Art. 5º A todos os profissionais da educação básica se asseguram os direitos
previdenciários previstos na Constituição Federal e, aos professores, a aposentadoria
especial, após 25 anos, se mulher, e 30 anos, se homem, desde que cumpridos no
exercício das funções de magistério definidas em lei.
Parágrafo Único Os planos de carreira especificarão em capítulo próprio as funções de
magistério, os direitos previdenciários e as regras de aposentadoria e de pensões,
incluindo os deveres do Poder Público, os descontos remuneratórios e os benefícios dos
segurados, ficando vedado o uso dos recursos de impostos vinculados à manutenção e
desenvolvimento do ensino para pagamento de proventos dos inativos e pensionistas
oriundos da carreira de educação.
(adaptar ao texto aprovado da Proposta de Emenda à Constituição nº 40)
Art. 6º Esta Lei entra em vigor na data de sua publicação.
JUSTIFICAÇÃO
A questão da valorização social e funcional dos profissionais da educação pública
básica tem sido debatida desde o início do legislativo brasileiro. Já em 1823, por ocasião
da Constituinte do Império, foram calorosos os discursos dos representantes das
Províncias no sentido de propor mais qualificação e melhores salários e condições de
trabalho para os professores primários, como condição básica para a construção da
cultura nacional.
Em 15 de outubro de 1827 publicou-se a lei do ensino, que regulou entre 300$000 e
500$000 anuais os ordenados dos mestres e mestras públicos em todo o território do
Império do Brasil. O Ato Adicional à Constituição, de 1834, viabilizaria o pagamento
destes honorários por meio da destinação de parte do imposto sobre vendas e
consignações com que as Províncias passaram a contar.
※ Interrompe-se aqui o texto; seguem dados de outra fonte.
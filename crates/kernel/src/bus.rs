// SPDX-License-Identifier: BUSL-1.1
// Copyright (c) 2026 Alfred Jean LLC

//! Event bus for kernel communication.
//!
//! In-process handlers run synchronously on the emitting task; remote
//! subscribers (gateway connections, the schedulers, the webhook
//! dispatcher) read from bounded per-subscriber queues. Queue overflow
//! drops the oldest non-critical event and surfaces a
//! `subscriber.lagged` sentinel; critical events are never dropped,
//! the lagging subscriber is closed instead.

use aether_core::{Event, TopicPattern};
use parking_lot::Mutex;
use std::collections::VecDeque;
use std::panic::{catch_unwind, AssertUnwindSafe};
use std::sync::{Arc, Weak};
use std::time::{Duration, Instant};
use tokio::sync::Notify;
use tracing::warn;

type Handler = Arc<dyn Fn(&Event) + Send + Sync>;

struct HandlerEntry {
    id: u64,
    pattern: TopicPattern,
    handler: Handler,
}

#[derive(Default)]
struct QueueState {
    buf: VecDeque<Event>,
    dropped: u64,
    closed: bool,
}

struct QueueShared {
    id: u64,
    pattern: TopicPattern,
    capacity: usize,
    state: Mutex<QueueState>,
    notify: Notify,
}

#[derive(Default)]
struct BusInner {
    next_id: u64,
    handlers: Vec<HandlerEntry>,
    queues: Vec<Arc<QueueShared>>,
}

/// Cheaply cloneable handle to the shared bus.
#[derive(Clone)]
pub struct EventBus {
    inner: Arc<Mutex<BusInner>>,
    handler_budget: Duration,
    default_capacity: usize,
}

impl EventBus {
    pub fn new(config: &crate::config::BusConfig) -> Self {
        Self {
            inner: Arc::new(Mutex::new(BusInner::default())),
            handler_budget: config.handler_budget,
            default_capacity: config.queue_capacity,
        }
    }

    /// Register an in-process handler. Handlers for the same topic run
    /// in registration order; dropping the handle unsubscribes.
    pub fn subscribe(
        &self,
        pattern: impl Into<TopicPattern>,
        handler: impl Fn(&Event) + Send + Sync + 'static,
    ) -> SubscriptionHandle {
        let mut inner = self.inner.lock();
        inner.next_id += 1;
        let id = inner.next_id;
        inner.handlers.push(HandlerEntry {
            id,
            pattern: pattern.into(),
            handler: Arc::new(handler),
        });
        SubscriptionHandle {
            inner: Arc::downgrade(&self.inner),
            id,
        }
    }

    /// Register a queue subscriber with the default capacity.
    pub fn subscribe_queue(&self, pattern: impl Into<TopicPattern>) -> QueueSubscriber {
        self.subscribe_queue_with_capacity(pattern, self.default_capacity)
    }

    pub fn subscribe_queue_with_capacity(
        &self,
        pattern: impl Into<TopicPattern>,
        capacity: usize,
    ) -> QueueSubscriber {
        let mut inner = self.inner.lock();
        inner.next_id += 1;
        let shared = Arc::new(QueueShared {
            id: inner.next_id,
            pattern: pattern.into(),
            capacity: capacity.max(1),
            state: Mutex::new(QueueState::default()),
            notify: Notify::new(),
        });
        inner.queues.push(Arc::clone(&shared));
        QueueSubscriber {
            shared,
            inner: Arc::downgrade(&self.inner),
        }
    }

    /// Publish an event to every matching subscriber.
    ///
    /// Queue pushes happen under the bus lock so all subscribers see
    /// the same emission order; handlers run after the lock is
    /// released.
    pub fn emit(&self, event: Event) {
        let topic = event.topic();

        let handlers: Vec<Handler> = {
            let inner = self.inner.lock();
            for queue in &inner.queues {
                if queue.pattern.matches(topic) {
                    push_to_queue(queue, &event);
                }
            }
            inner
                .handlers
                .iter()
                .filter(|entry| entry.pattern.matches(topic))
                .map(|entry| Arc::clone(&entry.handler))
                .collect()
        };

        for handler in handlers {
            let started = Instant::now();
            let outcome = catch_unwind(AssertUnwindSafe(|| handler(&event)));
            let elapsed = started.elapsed();

            if elapsed > self.handler_budget {
                warn!(topic, elapsed_ms = elapsed.as_millis() as u64, "slow bus handler");
            }

            if let Err(panic) = outcome {
                let description = panic_message(panic.as_ref());
                warn!(topic, error = %description, "bus handler panicked");
                // One level of error reporting only; a handler that
                // panics on bus.handlerError must not recurse.
                if !matches!(event, Event::BusHandlerError { .. }) {
                    self.emit(Event::BusHandlerError {
                        topic: topic.to_string(),
                        error: description,
                    });
                }
            }
        }
    }
}

fn push_to_queue(queue: &Arc<QueueShared>, event: &Event) {
    let mut state = queue.state.lock();
    if state.closed {
        return;
    }

    if state.buf.len() >= queue.capacity {
        // Make room by dropping the oldest non-critical event. Critical
        // events are never dropped; a subscriber that would force one
        // to be is disconnected instead.
        match state.buf.iter().position(|e| !e.critical()) {
            Some(pos) => {
                state.buf.remove(pos);
                state.dropped += 1;
            }
            None if !event.critical() => {
                // Nothing buffered is droppable; drop the incoming
                // non-critical event itself.
                state.dropped += 1;
                queue.notify.notify_one();
                return;
            }
            None => {
                state.closed = true;
                state.buf.clear();
                queue.notify.notify_one();
                return;
            }
        }
    }

    state.buf.push_back(event.clone());
    queue.notify.notify_one();
}

fn panic_message(panic: &(dyn std::any::Any + Send)) -> String {
    if let Some(s) = panic.downcast_ref::<&str>() {
        (*s).to_string()
    } else if let Some(s) = panic.downcast_ref::<String>() {
        s.clone()
    } else {
        "unknown panic".to_string()
    }
}

/// Explicit unsubscribe handle for in-process handlers.
///
/// Unsubscribes on drop; `cancel` makes the intent visible at call
/// sites that unsubscribe early.
pub struct SubscriptionHandle {
    inner: Weak<Mutex<BusInner>>,
    id: u64,
}

impl SubscriptionHandle {
    pub fn cancel(self) {}
}

impl Drop for SubscriptionHandle {
    fn drop(&mut self) {
        if let Some(inner) = self.inner.upgrade() {
            inner.lock().handlers.retain(|entry| entry.id != self.id);
        }
    }
}

/// Bounded queue subscriber for remote delivery.
pub struct QueueSubscriber {
    shared: Arc<QueueShared>,
    inner: Weak<Mutex<BusInner>>,
}

impl QueueSubscriber {
    /// Wait for the next event.
    ///
    /// Returns a `subscriber.lagged` sentinel ahead of the next real
    /// event after any drop, and `None` once the subscriber has been
    /// closed for refusing a critical event.
    pub async fn recv(&mut self) -> Option<Event> {
        loop {
            {
                let mut state = self.shared.state.lock();
                if state.dropped > 0 {
                    let dropped = state.dropped;
                    state.dropped = 0;
                    return Some(Event::SubscriberLagged { dropped });
                }
                if let Some(event) = state.buf.pop_front() {
                    return Some(event);
                }
                if state.closed {
                    return None;
                }
            }
            self.shared.notify.notified().await;
        }
    }

    /// Non-blocking drain of everything currently queued.
    pub fn drain(&mut self) -> Vec<Event> {
        let mut state = self.shared.state.lock();
        let mut out = Vec::with_capacity(state.buf.len() + 1);
        if state.dropped > 0 {
            out.push(Event::SubscriberLagged {
                dropped: state.dropped,
            });
            state.dropped = 0;
        }
        out.extend(state.buf.drain(..));
        out
    }

    pub fn is_closed(&self) -> bool {
        self.shared.state.lock().closed
    }
}

impl Drop for QueueSubscriber {
    fn drop(&mut self) {
        if let Some(inner) = self.inner.upgrade() {
            inner.lock().queues.retain(|queue| queue.id != self.shared.id);
        }
    }
}

#[cfg(test)]
#[path = "bus_tests.rs"]
mod tests;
A fundação e dos Liceus e das Escolas Normais em todas as capitais das Províncias e a
construção de grandes prédios ensejaram o surgimento de outros profissionais da
educação, encarregados de administrar as secretarias, as bibliotecas e executar os
serviços de conservação de suas instalações.
No contexto de uma oferta reduzida de escolas, mesmo com a criação de cursos
primários na maioria das cidades e vilas do País, todos esses servidores públicos eram
tidos em alta consideração em suas comunidades. Os salários dos professores
secundários era semelhante aos dos juízes. Já os dos professores e professoras primárias
eram substancialmente menores: na realidade, a maioria deles e delas era oriunda das
camadas superiores e médias da sociedade e já dispunham de alguma fonte de
sobrevivência anterior a seu múnus profissional, de modo que o pequeno valor de seus
vencimentos não era determinante de uma desvalorização social ou desqualificação do
trabalho.
No Distrito Federal e nos Estados em que cresceu o número de alunos e professores,
aumentaram também os salários graças ao incremento da arrecadação dos impostos,
propiciado pela urbanização e industrialização.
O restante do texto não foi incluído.